WORK ITEM: Below are the records; restate word for word the lines from the first through the one containing "Default width of the initial containing block.", and only those.
^^^^^^^^^^^^^^^^
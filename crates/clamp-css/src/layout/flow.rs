//! [§ 9.4 Normal flow](https://www.w3.org/TR/CSS2/visuren.html#normal-flow)
//!
//! "Boxes in the normal flow belong to a formatting context, which may be
//! block or inline, but not both simultaneously. Block-level boxes
//! participate in a block formatting context. Inline-level boxes participate
//! in an inline formatting context."
//!
//! A reference [`LayoutEngine`]: block boxes stack vertically, inline content
//! is broken into line boxes by [`InlineLayout`]. Enough to answer height
//! queries for prose; floats, margins, padding and borders are not modelled.

use clamp_dom::{DomTree, NodeId, NodeType};

use super::engine::LayoutEngine;
use super::inline::{ApproximateFontMetrics, FontMetrics, InlineLayout};
use crate::style::{ComputedStyle, DisplayValue, LengthValue};

/// Default width of the initial containing block.
pub const DEFAULT_VIEWPORT_WIDTH: f32 = 800.0;

/// Line-box layout over the DOM with pluggable font metrics.
#[derive(Debug, Clone)]
pub struct FlowLayout<M: FontMetrics = ApproximateFontMetrics> {
    viewport_width: f32,
    native_line_clamp: bool,
    metrics: M,
}

impl FlowLayout {
    /// A layout with [`ApproximateFontMetrics`] and no native line clamp.
    #[must_use]
    pub const fn new(viewport_width: f32) -> Self {
        Self::with_metrics(viewport_width, ApproximateFontMetrics)
    }
}

impl Default for FlowLayout {
    fn default() -> Self {
        Self::new(DEFAULT_VIEWPORT_WIDTH)
    }
}

/// Style and widths resolved along an element's ancestor chain.
struct Resolved {
    style: ComputedStyle,
    /// Width available to the element's own content.
    width: f32,
    /// Width of the containing block, the base for percentages.
    containing_width: f32,
}

impl<M: FontMetrics> FlowLayout<M> {
    /// A layout measuring text with `metrics`.
    #[must_use]
    pub const fn with_metrics(viewport_width: f32, metrics: M) -> Self {
        Self {
            viewport_width,
            native_line_clamp: false,
            metrics,
        }
    }

    /// Honor `display: -webkit-box` with `-webkit-line-clamp`, and report
    /// native clamp support.
    #[must_use]
    pub fn with_native_line_clamp(mut self, enabled: bool) -> Self {
        self.native_line_clamp = enabled;
        self
    }

    /// Width of the initial containing block.
    #[must_use]
    pub const fn viewport_width(&self) -> f32 {
        self.viewport_width
    }

    /// [§ 10.1 Definition of "containing block"](https://www.w3.org/TR/CSS2/visudet.html#containing-block-details)
    ///
    /// Cascade from the root to `node`, narrowing the available width at
    /// every block-level element with a specified `width`.
    fn resolve(&self, tree: &DomTree, node: NodeId) -> Resolved {
        let mut chain: Vec<NodeId> = tree.ancestors(node).collect();
        chain.reverse();
        chain.push(node);

        let mut style = ComputedStyle::initial();
        let mut width = self.viewport_width;
        let mut containing_width = self.viewport_width;
        for id in chain {
            let Some(element) = tree.as_element(id) else {
                continue;
            };
            style = ComputedStyle::cascade(&style, element);
            containing_width = width;
            width = used_width(&style, width);
        }
        Resolved {
            style,
            width,
            containing_width,
        }
    }

    /// [§ 10.6.3 Block-level non-replaced elements in normal flow when 'overflow' computes to 'visible'](https://www.w3.org/TR/CSS2/visudet.html#normal-block)
    ///
    /// "If 'height' is 'auto', the height depends on whether the element has
    /// any block-level children... the height is the distance between the
    /// top content edge and ... the bottom edge of the last line box".
    ///
    /// Content height of `element`'s children laid out in `width`.
    fn content_height(
        &self,
        tree: &DomTree,
        element: NodeId,
        style: &ComputedStyle,
        width: f32,
    ) -> f32 {
        let mut flow = BlockFlow {
            height: 0.0,
            inline: InlineLayout::new(width, 0.0),
            width,
        };
        self.flow_children(tree, element, style, &mut flow);
        flow.flush_inline();
        let height = flow.height;

        // [CSS Overflow 4 § 4.2](https://www.w3.org/TR/css-overflow-4/#webkit-line-clamp)
        //
        // "-webkit-line-clamp ... only has an effect on -webkit-box or
        // -webkit-inline-box elements"
        match style.line_clamp {
            Some(lines) if self.native_line_clamp && style.display == DisplayValue::WebkitBox => {
                height.min(lines as f32 * style.line_height_px())
            }
            _ => height,
        }
    }

    /// Height of a block-level box: its specified height, or its content.
    fn box_height(&self, tree: &DomTree, element: NodeId, style: &ComputedStyle, width: f32) -> f32 {
        specified_height(style).unwrap_or_else(|| self.content_height(tree, element, style, width))
    }

    fn flow_children(
        &self,
        tree: &DomTree,
        parent: NodeId,
        parent_style: &ComputedStyle,
        flow: &mut BlockFlow,
    ) {
        for &child in tree.children(parent) {
            let Some(node) = tree.get(child) else {
                continue;
            };
            match &node.node_type {
                NodeType::Text(text) => {
                    let mut collapsed = collapse_white_space(text);
                    if collapsed.starts_with(' ') && flow.inline.ends_with_space() {
                        collapsed.remove(0);
                    }
                    flow.inline.add_text(
                        &collapsed,
                        parent_style.font_size,
                        parent_style.line_height_px(),
                        &self.metrics,
                    );
                }
                NodeType::Element(data) => {
                    let style = ComputedStyle::cascade(parent_style, data);
                    if style.display == DisplayValue::None {
                        continue;
                    }
                    if data.tag_name == "br" {
                        flow.inline.force_break(style.line_height_px());
                    } else if style.display.is_block_level() {
                        flow.flush_inline();
                        let width = used_width(&style, flow.width);
                        flow.height += self.box_height(tree, child, &style, width);
                    } else {
                        self.flow_children(tree, child, &style, flow);
                    }
                }
                NodeType::Comment(_) | NodeType::Document => {}
            }
        }
    }
}

impl<M: FontMetrics> LayoutEngine for FlowLayout<M> {
    fn computed_style(&self, tree: &DomTree, element: NodeId, property: &str) -> Option<String> {
        if tree.as_element(element).is_none() {
            return None;
        }
        let resolved = self.resolve(tree, element);
        resolved
            .style
            .property_value(property, resolved.containing_width)
    }

    fn scroll_height(&self, tree: &DomTree, element: NodeId) -> f32 {
        let Resolved { style, width, .. } = self.resolve(tree, element);
        if style.display == DisplayValue::None {
            return 0.0;
        }
        let content = self.content_height(tree, element, &style, width);
        content.max(specified_height(&style).unwrap_or(0.0))
    }

    fn offset_height(&self, tree: &DomTree, element: NodeId) -> f32 {
        self.client_height(tree, element)
    }

    fn client_height(&self, tree: &DomTree, element: NodeId) -> f32 {
        let Resolved { style, width, .. } = self.resolve(tree, element);
        if matches!(style.display, DisplayValue::None | DisplayValue::Inline) {
            return 0.0;
        }
        self.box_height(tree, element, &style, width)
    }

    fn supports_native_clamp(&self) -> bool {
        self.native_line_clamp
    }
}

/// Block formatting state while walking one block's children.
struct BlockFlow {
    height: f32,
    inline: InlineLayout,
    width: f32,
}

impl BlockFlow {
    /// [§ 9.2.1.1 Anonymous block boxes](https://www.w3.org/TR/CSS2/visuren.html#anonymous-block-level)
    ///
    /// Close the anonymous block holding the pending line boxes.
    fn flush_inline(&mut self) {
        self.inline.finish_line();
        self.height += self.inline.total_height();
        self.inline = InlineLayout::new(self.width, 0.0);
    }
}

/// [§ 10.3.3 Block-level, non-replaced elements in normal flow](https://www.w3.org/TR/CSS2/visudet.html#blockwidth)
///
/// "If 'width' is set to 'auto', any other 'auto' values become '0' and
/// 'width' follows from the resulting equality." Without margins, that is
/// the containing block's width.
fn used_width(style: &ComputedStyle, containing_width: f32) -> f32 {
    match style.width {
        Some(width) if style.display.is_block_level() => {
            width.to_px(style.font_size, containing_width)
        }
        _ => containing_width,
    }
}

/// Percentage heights against an `auto` containing block compute to `auto`.
fn specified_height(style: &ComputedStyle) -> Option<f32> {
    match style.height? {
        LengthValue::Percent(_) => None,
        length => Some(length.to_px(style.font_size, 0.0)),
    }
}

/// [§ 4.1.1 Phase I: Collapsing and Transformation](https://www.w3.org/TR/css-text-3/#white-space-phase-1)
///
/// "Any collapsible space immediately following another collapsible space
/// ... is collapsed to have zero advance width." Segment breaks and tabs
/// become spaces first.
fn collapse_white_space(text: &str) -> String {
    let mut out = String::with_capacity(text.len());
    let mut prev_space = false;
    for c in text.chars() {
        if matches!(c, ' ' | '\t' | '\n' | '\r' | '\x0C') {
            if !prev_space {
                out.push(' ');
            }
            prev_space = true;
        } else {
            out.push(c);
            prev_space = false;
        }
    }
    out
}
^^^^^^^^^^^^^^^^
SOLUTION FOR THIS PROBLEM:
filename crates/clamp-css/src/layout/flow.rs
//! [§ 9.4 Normal flow](https://www.w3.org/TR/CSS2/visuren.html#normal-flow)
//!
//! "Boxes in the normal flow belong to a formatting context, which may be
//! block or inline, but not both simultaneously. Block-level boxes
//! participate in a block formatting context. Inline-level boxes participate
//! in an inline formatting context."
//!
//! A reference [`LayoutEngine`]: block boxes stack vertically, inline content
//! is broken into line boxes by [`InlineLayout`]. Enough to answer height
//! queries for prose; floats, margins, padding and borders are not modelled.

use clamp_dom::{DomTree, NodeId, NodeType};

use super::engine::LayoutEngine;
use super::inline::{ApproximateFontMetrics, FontMetrics, InlineLayout};
use crate::style::{ComputedStyle, DisplayValue, LengthValue};

/// Default width of the initial containing block.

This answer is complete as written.